A low unemployment rate and the spreading legalization of marijuana have led many businesses to rethink their drug testing policies for the first time in decades. A small but increasing number are simply no longer testing for pot.
For small businesses, however, how to handle these challenges may be a tougher call than for bigger corporations. There is a bewildering patchwork of state laws regarding medical and recreational marijuana use. And it's still illegal under federal law. Yet smaller companies don't have extensive HR and legal departments to help them sort through it all.
"There is a lot of conflict there, and many employers, they just don't know what to do," said Kathryn Russo, a lawyer at Melville, New York-based firm Jackson Lewis. Recreational marijuana use is legal in nine states plus Washington, D.C., and medical marijuana is legal in 29 states.
Here are some questions small businesses need to consider when deciding on what drug testing policies to follow:
IS IT A FEDERALLY REGULATED POSITION, OR SAFETY-SENSITIVE?
Employment lawyers say these cases are the easy ones. If your business is regulated by the federal Department of Transportation or is a defense contractor, you are likely legally required to drug test for all drugs illegal at the federal level, including marijuana. Similarly, if a job raises safety concerns -- such as a forklift driver, an operator of heavy factory equipment, or a meat slicer -- it's in the best interests of the employer to still test for pot, even if it is legal in your state.

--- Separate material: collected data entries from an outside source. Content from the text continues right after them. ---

#[cfg(test)]
mod tests {
    use std::thread;
    use std::time::Instant;

    use super::*;

    fn small(num_probes: i32, num_aux: i32) -> SimulatorSettings {
        let mut settings = SimulatorSettings::with_counts(num_probes, 4, num_aux, 2);
        settings.buffer_samples = 60_000;
        settings
    }

    fn wait_until(mut ready: impl FnMut() -> bool) {
        let deadline = Instant::now() + Duration::from_secs(5);
        while !ready() {
            assert!(Instant::now() < deadline, "timed out");
            thread::sleep(Duration::from_millis(2));
        }
    }

    #[test]
    fn builds_two_bands_per_probe_and_one_source_per_device() {
        let manager = SourceManager::new(SimulatorSettings::with_counts(2, 8, 1, 3)).unwrap();
        let names: Vec<_> = manager.sources().iter().map(|s| s.name().to_string()).collect();
        assert_eq!(names, ["Probe-A-AP", "Probe-A-LFP", "Probe-B-AP", "Probe-B-LFP", "Dev0"]);

        let ap = manager.find("Probe-B-AP").unwrap();
        assert_eq!(ap.sample_rate_hz(), 30_000.0);
        assert_eq!(ap.num_channels(), 8);
        assert_eq!(ap.packet_size(), 300);
        let lfp = manager.source(1).unwrap();
        assert_eq!(lfp.sample_rate_hz(), 2_500.0);
        assert_eq!(lfp.packet_size(), 25);
        assert_eq!(manager.source(4).unwrap().num_channels(), 3);
        assert!(matches!(manager.source(5), Err(SimError::NoSuchSource(5))));

        let streams = manager.streams();
        assert_eq!(streams[4].identifier, "NI0");
        assert_eq!(manager.buffer(0).unwrap().capacity(), 48_000);
    }

    #[test]
    fn spike_trains_add_a_paired_source_per_probe() {
        let mut settings = small(1, 0);
        settings.spike_trains = true;
        let manager = SourceManager::new(settings).unwrap();
        assert_eq!(manager.len(), 3);
        assert_eq!(manager.source(2).unwrap().kind(), SourceKind::SpikeTrain);
        assert_eq!(manager.source(2).unwrap().name(), "Probe-A-APT");
    }

    #[test]
    fn invalid_counts_leave_no_sources() {
        let mut manager = SourceManager::new(small(1, 1)).unwrap();
        assert_eq!(manager.len(), 3);
        let err = manager.configure_counts(1, 20_000, 1, 2).unwrap_err();
        assert!(matches!(err, SimError::OutOfRange { parameter: "channels_per_probe", .. }));
        assert!(manager.is_empty());
        manager.start_all().unwrap();
        assert!(!manager.is_any_running());
    }

    #[test]
    fn start_all_then_stop_all_leaves_nothing_running() {
        let mut manager = SourceManager::new(small(1, 1)).unwrap();
        manager.start_all().unwrap();
        assert!(manager.is_any_running());
        wait_until(|| manager.sources().iter().all(|s| s.samples_generated() >= 100));

        manager.stop_all().unwrap();
        assert!(!manager.is_any_running());
        for source in manager.sources() {
            let drained = source.buffer().drain(usize::MAX);
            assert_eq!(drained.first_index(), Some(0));
            assert_eq!(drained.len() as u64, source.samples_generated());
        }
    }

    #[test]
    fn start_all_begins_from_empty_buffers() {
        let mut manager = SourceManager::new(small(0, 1)).unwrap();
        manager.start_all().unwrap();
        wait_until(|| manager.sources()[0].samples_generated() >= 600);
        manager.stop_all().unwrap();
        assert!(!manager.buffer(0).unwrap().is_empty());

        manager.start_all().unwrap();
        wait_until(|| manager.sources()[0].samples_generated() >= 300);
        manager.stop_all().unwrap();
        let drained = manager.buffer(0).unwrap().drain(usize::MAX);
        assert_eq!(drained.first_index(), Some(0));
    }

    #[test]
    fn reconfigure_while_running_stops_old_sources_first() {
        let mut manager = SourceManager::new(small(1, 1)).unwrap();
        manager.start_all().unwrap();
        let old_buffer = manager.buffer(0).unwrap();
        wait_until(|| old_buffer.len() >= 300);

        manager.configure_counts(2, 2, 0, 1).unwrap();
        assert_eq!(manager.len(), 4);
        assert!(!manager.is_any_running());

        // The old generator is gone: its buffer no longer grows.
        let len = old_buffer.len();
        thread::sleep(Duration::from_millis(50));
        assert_eq!(old_buffer.len(), len);
        assert!(manager.sources().iter().all(|s| s.buffer().is_empty()));
    }

    #[test]
    fn clock_changes_apply_to_all_sources_or_none() {
        let mut manager = SourceManager::new(small(1, 1)).unwrap();
        assert!(manager.set_clock_frequency(5_000.0).is_err());
        assert!(manager
            .sources()
            .iter()
            .all(|s| s.clock_settings().frequency_hz == 1.0));

        manager.set_clock_frequency(20.0).unwrap();
        assert_eq!(manager.settings().clock.frequency_hz, 20.0);
        assert_eq!(manager.clock_settings(2).unwrap().frequency_hz, 20.0);

        manager.set_clock_enabled(1, false).unwrap();
        assert!(!manager.clock_settings(1).unwrap().enabled);
        assert!(manager.clock_settings(0).unwrap().enabled);
        assert!(matches!(
            manager.set_clock_enabled(9, true),
            Err(SimError::NoSuchSource(9))
        ));

        manager.set_clocks_enabled(false);
        assert!(!manager.settings().clock.enabled);
        assert!(manager.sources().iter().all(|s| !s.clock_settings().enabled));
    }

    #[test]
    fn noise_seeds_differ_per_source_but_repeat_per_configuration() {
        let mut settings = small(0, 2);
        settings.noise_floor = 5.0;
        settings.clock.enabled = false;

        let first_packets = |settings: &SimulatorSettings| {
            let mut manager = SourceManager::new(settings.clone()).unwrap();
            manager.start_all().unwrap();
            wait_until(|| manager.sources().iter().all(|s| s.samples_generated() >= 300));
            manager.stop_all().unwrap();
            (0..manager.len())
                .map(|i| manager.buffer(i).unwrap().drain(300).samples)
                .collect::<Vec<_>>()
        };
        let a = first_packets(&settings);
        let b = first_packets(&settings);
        assert_eq!(a, b);
        assert_ne!(a[0], a[1]);
    }

    #[test]
    fn stuck_source_is_reported_as_fatal() {
        let mut manager = SourceManager::new(small(0, 1)).unwrap();
        // Half a second of sleep per batch against a 1 ms stop timeout.
        let mut config = SourceConfig::new(StreamDescriptor::aux_device(0, 1));
        config.descriptor.sample_rate_hz = 1_000.0;
        config.packet_size = 500;
        config.stop_timeout = Duration::from_millis(1);
        manager.sources = vec![SignalSource::new(config).unwrap()];

        manager.start_all().unwrap();
        wait_until(|| manager.sources()[0].samples_generated() >= 500);
        let err = manager.stop_all().unwrap_err();
        assert!(err.is_fatal());
        assert_eq!(err.worst().unwrap().source_name, "Dev0");
        assert!(matches!(
            err.worst().unwrap().error,
            SimError::StopTimeout { .. }
        ));

        manager.sources[0].set_stop_timeout(Duration::from_secs(5));
        manager.stop_all().unwrap();
        assert!(!manager.is_any_running());
    }

    #[test]
    fn disabled_clocks_give_zero_event_codes_on_every_kind() {
        let mut settings = small(1, 1);
        settings.spike_trains = true;
        settings.clock.frequency_hz = 100.0;
        let mut manager = SourceManager::new(settings).unwrap();
        manager.set_clocks_enabled(false);
        let kinds: Vec<SourceKind> = manager.sources().iter().map(SignalSource::kind).collect();
        assert_eq!(
            kinds,
            [
                SourceKind::ApBand,
                SourceKind::LfpBand,
                SourceKind::SpikeTrain,
                SourceKind::AuxDevice
            ]
        );

        manager.start_all().unwrap();
        // Several half periods of the 100 Hz clock on every source.
        wait_until(|| {
            manager
                .sources()
                .iter()
                .all(|s| s.samples_generated() as f64 >= 0.05 * s.sample_rate_hz())
        });
        manager.stop_all().unwrap();
        for source in manager.sources() {
            let codes = source.buffer().drain(usize::MAX).event_codes;
            assert!(!codes.is_empty(), "{}", source.name());
            assert!(codes.iter().all(|&code| code == 0), "{}", source.name());
        }
    }

    #[test]
    fn oversized_buffer_setting_is_an_error_not_a_panic() {
        let mut settings = small(1, 0);
        settings.buffer_samples = usize::MAX / 8;
        assert!(matches!(
            SourceManager::new(settings),
            Err(SimError::OutOfRange { parameter: "buffer_samples", .. })
        ));
    }
}
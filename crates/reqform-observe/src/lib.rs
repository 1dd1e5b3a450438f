//! Observability setup for reqform: structured logging via `tracing`, with
//! optional OpenTelemetry span export.

pub mod tracing_setup;
//! The requirements form: controller state machine, presentation adapter
//! interface, and the autosave session loop that drives them.

pub mod controller;
pub mod presenter;
pub mod session;
//! Form logic for reqform.
//!
//! This crate defines the storage "port" (`KvStore`) that the infrastructure
//! layer implements, plus everything that does not touch I/O directly: the
//! step schema, field validation, prompt generation, the form controller and
//! the autosave session loop. It depends only on `reqform-types` -- never on
//! `reqform-infra` or any database crate.

pub mod form;
pub mod prompt;
pub mod schema;
pub mod storage;
pub mod validation;

#[cfg(test)]
pub(crate) mod testing;
//! reqform CLI entry point.
//!
//! Binary name: `reqform`
//!
//! Parses CLI arguments, initializes tracing and storage, then dispatches to
//! the command handler.

mod cli;
mod state;

use clap::Parser;
use clap_complete::generate;

use reqform_infra::config::load_config;
use reqform_infra::filesystem::resolve_data_dir;
use reqform_observe::tracing_setup::{init_tracing, shutdown_tracing, verbosity_filter};

use cli::{Cli, Commands};
use state::AppState;

#[tokio::main]
async fn main() -> anyhow::Result<()> {
    let cli = Cli::parse();

    if let Err(e) = init_tracing(verbosity_filter(cli.verbose, cli.quiet), cli.export_spans()) {
        eprintln!("warning: failed to initialize tracing: {e}");
    }
    if cli.otel && !cli.export_spans() {
        tracing::warn!("--otel ignored: span export would mix with --json output on stdout");
    }

    let result = run(cli).await;
    shutdown_tracing();
    result
}

async fn run(cli: Cli) -> anyhow::Result<()> {
    // Shell completions don't need app state
    if let Commands::Completions { shell } = &cli.command {
        let mut cmd = <Cli as clap::CommandFactory>::command();
        generate(*shell, &mut cmd, "reqform", &mut std::io::stdout());
        return Ok(());
    }

    // Ephemeral sessions must not create the database
    if let Commands::Fill {
        ephemeral: true, ..
    } = &cli.command
    {
        let config = load_config(&resolve_data_dir()).await;
        return cli::wizard::fill_ephemeral(&config, cli.json).await;
    }

    let state = AppState::init().await?;

    match cli.command {
        Commands::Fill { fresh, .. } => {
            cli::wizard::fill(&state, fresh, cli.json).await?;
        }

        Commands::Status => {
            cli::status::status(&state, cli.json).await?;
        }

        Commands::Results { prompt } => {
            cli::results::show_results(&state, prompt, cli.json).await?;
        }

        Commands::Reset { results, force } => {
            cli::reset::reset(&state, results, force, cli.json).await?;
        }

        Commands::Completions { .. } => unreachable!("handled above"),
    }

    Ok(())
}
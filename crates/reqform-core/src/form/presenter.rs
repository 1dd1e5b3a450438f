//! Presentation adapter interface.
//!
//! The controller never renders anything itself. It reports what changed
//! through `FormPresenter`, and the surface (terminal wizard, tests) decides
//! how to show it.

use reqform_types::form::{FormData, FormState, ResultsRecord, TOTAL_STEPS};
use reqform_types::validation::FieldStatus;

use crate::schema::StepDefinition;

/// Label of the forward button before the last step.
pub const CONTINUE_LABEL: &str = "Continue →";

/// Label of the forward button on the last step.
pub const GENERATE_LABEL: &str = "Generate Results →";

/// Derived navigation state: progress bar, step counter, button labels.
#[derive(Debug, Clone, PartialEq)]
pub struct NavigationView {
    pub step: u8,
    pub total_steps: u8,
    pub progress_percent: f64,
    pub previous_enabled: bool,
    pub next_label: &'static str,
}

impl NavigationView {
    pub fn for_state(state: &FormState) -> Self {
        Self {
            step: state.current_step(),
            total_steps: TOTAL_STEPS,
            progress_percent: state.progress_percent(),
            previous_enabled: !state.is_first_step(),
            next_label: if state.is_last_step() {
                GENERATE_LABEL
            } else {
                CONTINUE_LABEL
            },
        }
    }

    pub fn is_final_step(&self) -> bool {
        self.step == self.total_steps
    }
}

/// Outcome of the most recent persistence attempt.
#[derive(Debug, Clone, PartialEq, Eq)]
pub enum SaveStatus {
    Saved,
    Failed(String),
}

impl SaveStatus {
    /// Short text for the status indicator.
    pub fn indicator(&self) -> &'static str {
        match self {
            SaveStatus::Saved => "✅ Auto-saved",
            SaveStatus::Failed(_) => "⚠️ Save failed",
        }
    }
}

#[derive(Debug, Clone, Copy, PartialEq, Eq)]
pub enum NotificationKind {
    Info,
    Success,
    Error,
}

/// A transient, user-facing message.
#[derive(Debug, Clone, PartialEq, Eq)]
pub struct Notification {
    pub kind: NotificationKind,
    pub message: String,
}

impl Notification {
    pub fn success(message: impl Into<String>) -> Self {
        Self {
            kind: NotificationKind::Success,
            message: message.into(),
        }
    }

    pub fn error(message: impl Into<String>) -> Self {
        Self {
            kind: NotificationKind::Error,
            message: message.into(),
        }
    }
}

/// Rendering side of the form.
pub trait FormPresenter: Send {
    /// Show `step` with the current answers and navigation state.
    fn render_step(&mut self, step: &StepDefinition, view: &NavigationView, data: &FormData);

    /// Mark a field valid/invalid and fill or clear its error slot.
    fn apply_field_status(&mut self, status: &FieldStatus);

    fn update_save_status(&mut self, status: &SaveStatus);

    fn notify(&mut self, notification: Notification);

    /// Display the generated results after completion.
    fn show_results(&mut self, record: &ResultsRecord);
}
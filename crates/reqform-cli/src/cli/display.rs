//! Terminal formatting shared by the wizard and the inspection commands.

use chrono::{DateTime, Local, TimeZone, Utc};
use console::style;

use reqform_core::schema::{self, FieldKind};
use reqform_types::form::{FieldValue, ResultsRecord};
use reqform_types::prompt::PromptKind;

const BAR_WIDTH: usize = 24;

/// Fixed-width text progress bar, e.g. `[██████░░░░░░] 50%`.
pub fn progress_bar(percent: f64) -> String {
    let percent = percent.clamp(0.0, 100.0);
    let filled = ((percent / 100.0) * BAR_WIDTH as f64).round() as usize;
    format!(
        "[{}{}] {:.0}%",
        "█".repeat(filled),
        "░".repeat(BAR_WIDTH - filled),
        percent
    )
}

/// Human-readable rendering of a stored answer.
///
/// Range answers get their slider label; lists are comma-joined.
pub fn format_value(field: &str, value: &FieldValue) -> String {
    match value {
        FieldValue::Multi(items) if items.is_empty() => "(none)".to_string(),
        FieldValue::Multi(items) => items.join(", "),
        FieldValue::Text(text) => {
            let is_range = matches!(
                schema::field(field).map(|f| f.kind),
                Some(FieldKind::Range { .. })
            );
            match text.parse::<u32>() {
                Ok(years) if is_range => schema::years_label(years),
                _ => text.clone(),
            }
        }
    }
}

/// Truncate to `max` characters, appending `...` when shortened.
pub fn preview(text: &str, max: usize) -> String {
    let single_line = text.replace('\n', " ");
    if single_line.chars().count() > max {
        let cut: String = single_line.chars().take(max.saturating_sub(3)).collect();
        format!("{cut}...")
    } else {
        single_line
    }
}

/// Local time for a millisecond epoch timestamp.
pub fn format_millis(millis: i64) -> String {
    match Utc.timestamp_millis_opt(millis).single() {
        Some(at) => format_time(&at),
        None => "unknown".to_string(),
    }
}

pub fn format_time(at: &DateTime<Utc>) -> String {
    at.with_timezone(&Local)
        .format("%Y-%m-%d %H:%M")
        .to_string()
}

/// Heading shown above each prompt document.
pub fn prompt_title(kind: PromptKind) -> &'static str {
    match kind {
        PromptKind::Business => "Business Context",
        PromptKind::Audience => "Target Audience",
        PromptKind::Technical => "Technical Requirements",
        PromptKind::Master => "Master Prompt",
    }
}

/// Print every prompt document of `record`.
pub fn print_record(record: &ResultsRecord) {
    println!();
    println!(
        "  {} Results {} ({})",
        style("📋").bold(),
        style(&record.id).dim(),
        format_time(&record.timestamp)
    );

    for (kind, text) in record.prompts.iter() {
        print_prompt(kind, text);
    }
}

pub fn print_prompt(kind: PromptKind, text: &str) {
    println!();
    println!(
        "  {}",
        style(format!("── {} ──", prompt_title(kind))).dim()
    );
    println!();
    for line in text.lines() {
        println!("  {line}");
    }
}
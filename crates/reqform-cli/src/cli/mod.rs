//! CLI command definitions for the `reqform` binary.
//!
//! Uses clap derive macros for argument parsing. `fill` runs the interactive
//! wizard; the other commands inspect or clear what the wizard stored.

pub mod display;
pub mod reset;
pub mod results;
pub mod status;
pub mod wizard;

use clap::{Parser, Subcommand};
use clap_complete::Shell;

use reqform_types::prompt::PromptKind;

/// Collect website requirements and turn them into AI-ready prompts.
#[derive(Parser)]
#[command(name = "reqform", version, about, long_about = None)]
#[command(propagate_version = true)]
pub struct Cli {
    /// Output machine-readable JSON instead of styled text.
    #[arg(long, global = true)]
    pub json: bool,

    /// Suppress all output except errors.
    #[arg(long, global = true)]
    pub quiet: bool,

    /// Detailed output (-v for verbose, -vv for debug/trace).
    #[arg(short, long, action = clap::ArgAction::Count, global = true)]
    pub verbose: u8,

    /// Also export tracing spans to stdout via OpenTelemetry.
    #[arg(long, global = true)]
    pub otel: bool,

    #[command(subcommand)]
    pub command: Commands,
}

#[derive(Subcommand)]
pub enum Commands {
    /// Fill in the requirements form, resuming saved progress.
    Fill {
        /// Ignore saved progress and start at step 1.
        #[arg(long)]
        fresh: bool,

        /// Keep everything in memory; nothing is written to disk.
        #[arg(long)]
        ephemeral: bool,
    },

    /// Show saved progress and whether results exist.
    Status,

    /// Print the most recently generated prompts.
    Results {
        /// Print only one prompt (business, audience, technical, master).
        #[arg(value_parser = parse_prompt_kind)]
        prompt: Option<PromptKind>,
    },

    /// Discard saved progress.
    Reset {
        /// Also discard generated results.
        #[arg(long)]
        results: bool,

        /// Skip confirmation prompt.
        #[arg(long)]
        force: bool,
    },

    /// Generate shell completions.
    Completions {
        /// Shell to generate completions for.
        shell: Shell,
    },
}

impl Cli {
    /// Whether spans go to the OpenTelemetry stdout exporter.
    ///
    /// The exporter writes straight to stdout, so `--json` turns it off.
    pub fn export_spans(&self) -> bool {
        self.otel && !self.json
    }
}

fn parse_prompt_kind(value: &str) -> Result<PromptKind, String> {
    value.parse()
}
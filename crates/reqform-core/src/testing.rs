//! Test doubles shared by the unit tests of this crate.

use std::collections::HashMap;
use std::sync::Mutex;
use std::sync::atomic::{AtomicBool, Ordering};

use reqform_types::error::StorageError;
use reqform_types::form::{FormData, ResultsRecord};
use reqform_types::validation::FieldStatus;

use crate::form::presenter::{FormPresenter, NavigationView, Notification, SaveStatus};
use crate::schema::StepDefinition;
use crate::storage::kv_store::KvStore;

/// HashMap-backed store whose writes can be switched to fail.
#[derive(Default)]
pub struct MemoryStore {
    entries: Mutex<HashMap<String, String>>,
    fail_writes: AtomicBool,
}

impl MemoryStore {
    pub fn insert(&self, key: &str, value: &str) {
        self.entries
            .lock()
            .unwrap()
            .insert(key.to_string(), value.to_string());
    }

    pub fn raw(&self, key: &str) -> Option<String> {
        self.entries.lock().unwrap().get(key).cloned()
    }

    pub fn len(&self) -> usize {
        self.entries.lock().unwrap().len()
    }

    pub fn set_fail_writes(&self, fail: bool) {
        self.fail_writes.store(fail, Ordering::SeqCst);
    }
}

impl KvStore for MemoryStore {
    async fn get(&self, key: &str) -> Result<Option<String>, StorageError> {
        Ok(self.raw(key))
    }

    async fn set(&self, key: &str, value: &str) -> Result<(), StorageError> {
        if self.fail_writes.load(Ordering::SeqCst) {
            return Err(StorageError::QuotaExceeded {
                size: value.len(),
                limit: 0,
            });
        }
        self.insert(key, value);
        Ok(())
    }

    async fn remove(&self, key: &str) -> Result<(), StorageError> {
        self.entries.lock().unwrap().remove(key);
        Ok(())
    }
}

/// A store that is never available.
pub struct FailingStore;

impl KvStore for FailingStore {
    async fn get(&self, _key: &str) -> Result<Option<String>, StorageError> {
        Err(StorageError::Unavailable("storage disabled".to_string()))
    }

    async fn set(&self, _key: &str, _value: &str) -> Result<(), StorageError> {
        Err(StorageError::Unavailable("storage disabled".to_string()))
    }

    async fn remove(&self, _key: &str) -> Result<(), StorageError> {
        Err(StorageError::Unavailable("storage disabled".to_string()))
    }
}

/// Everything a presenter was asked to do, in order.
#[derive(Debug, Clone, PartialEq)]
pub enum Rendered {
    Step { number: u8, view: NavigationView },
    Field(FieldStatus),
    Save(SaveStatus),
    Notice(Notification),
    Results(String),
}

#[derive(Default)]
pub struct RecordingPresenter {
    pub events: Vec<Rendered>,
}

impl RecordingPresenter {
    pub fn last_step(&self) -> Option<u8> {
        self.events.iter().rev().find_map(|e| match e {
            Rendered::Step { number, .. } => Some(*number),
            _ => None,
        })
    }

    pub fn notices(&self) -> Vec<&Notification> {
        self.events
            .iter()
            .filter_map(|e| match e {
                Rendered::Notice(n) => Some(n),
                _ => None,
            })
            .collect()
    }

    pub fn save_statuses(&self) -> Vec<&SaveStatus> {
        self.events
            .iter()
            .filter_map(|e| match e {
                Rendered::Save(s) => Some(s),
                _ => None,
            })
            .collect()
    }
}

impl FormPresenter for RecordingPresenter {
    fn render_step(&mut self, step: &StepDefinition, view: &NavigationView, _data: &FormData) {
        self.events.push(Rendered::Step {
            number: step.number,
            view: view.clone(),
        });
    }

    fn apply_field_status(&mut self, status: &FieldStatus) {
        self.events.push(Rendered::Field(status.clone()));
    }

    fn update_save_status(&mut self, status: &SaveStatus) {
        self.events.push(Rendered::Save(status.clone()));
    }

    fn notify(&mut self, notification: Notification) {
        self.events.push(Rendered::Notice(notification));
    }

    fn show_results(&mut self, record: &ResultsRecord) {
        self.events.push(Rendered::Results(record.id.clone()));
    }
}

In states where medical marijuana is legal, small businesses increasingly risk running into legal trouble if they deny a job to someone who has obtained a medical marijuana prescription.
Until last year, courts typically deferred to employers who didn't want to hire marijuana users, regardless of state law. It's still illegal under federal law, after all.
But three court cases in the past year have sided with employees, forcing companies in Connecticut, Massachusetts and Rhode Island to reinstate workers with medical marijuana cards who were fired, or whose job offers were rescinded, because they tested positive.
In roughly a dozen states, medical marijuana users are protected to some degree from employment discrimination, Russo said. Yet the state laws around the issue are "all different," she said. In Arizona and Pennsylvania, for example, state law explicitly allows employers to bar medical pot users from safety-sensitive positions, Russo said. Other states don't have clear rules.
WHAT ABOUT WORKERS' COMP?
Some companies may receive discounts on their workers' compensation insurance premiums if they conduct drug tests. If an employer is thinking about stopping testing, they should find out whether they would lose that discount.
Michael Clarkson, head of the drug testing practice at Ogletree Deakins, recommends small companies check in with their insurance brokers before making a final decision.
KEEP AN EYE ON THE WHITE HOUSE
In January, Attorney General Jeff Sessions revoked a policy from the Obama administration that had discouraged federal prosecutors from pursuing marijuana cases in states where the drug is legal.
That move suggested the Trump administration would crack down on marijuana users and caused even greater confusion among employers.
Last month, Trump promised Colorado Senator Cory Gardner, a Republican, that the federal government wouldn't target his state's marijuana industry. The state was one of the first to legalize recreational pot when it did so in 2014.
Still, it's not clear to most employment lawyers where exactly the administration stands.
"Your guess is as good as mine where the federal government is," Clarkson said.